== Segment start ==
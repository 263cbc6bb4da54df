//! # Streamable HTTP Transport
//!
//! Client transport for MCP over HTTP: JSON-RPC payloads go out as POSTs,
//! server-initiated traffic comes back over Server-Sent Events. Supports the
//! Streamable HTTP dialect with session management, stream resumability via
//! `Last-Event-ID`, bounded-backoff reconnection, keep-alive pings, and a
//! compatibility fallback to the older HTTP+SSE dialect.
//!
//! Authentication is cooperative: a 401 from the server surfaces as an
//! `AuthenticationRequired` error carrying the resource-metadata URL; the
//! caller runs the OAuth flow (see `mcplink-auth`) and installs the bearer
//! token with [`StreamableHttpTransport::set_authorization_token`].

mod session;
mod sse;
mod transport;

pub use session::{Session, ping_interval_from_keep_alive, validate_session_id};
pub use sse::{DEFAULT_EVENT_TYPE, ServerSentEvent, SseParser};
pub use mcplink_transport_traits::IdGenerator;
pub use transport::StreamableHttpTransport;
== Segment end ==
WHAT THE TASK ASKS - Extract every line from the one containing "older HTTP+SSE dialect." through the last line of the data, inclusive, exactly as written.

TASK RESPONSE -
//! compatibility fallback to the older HTTP+SSE dialect.
//!
//! Authentication is cooperative: a 401 from the server surfaces as an
//! `AuthenticationRequired` error carrying the resource-metadata URL; the
//! caller runs the OAuth flow (see `mcplink-auth`) and installs the bearer
//! token with [`StreamableHttpTransport::set_authorization_token`].

mod session;
mod sse;
mod transport;

pub use session::{Session, ping_interval_from_keep_alive, validate_session_id};
pub use sse::{DEFAULT_EVENT_TYPE, ServerSentEvent, SseParser};
pub use mcplink_transport_traits::IdGenerator;
pub use transport::StreamableHttpTransport;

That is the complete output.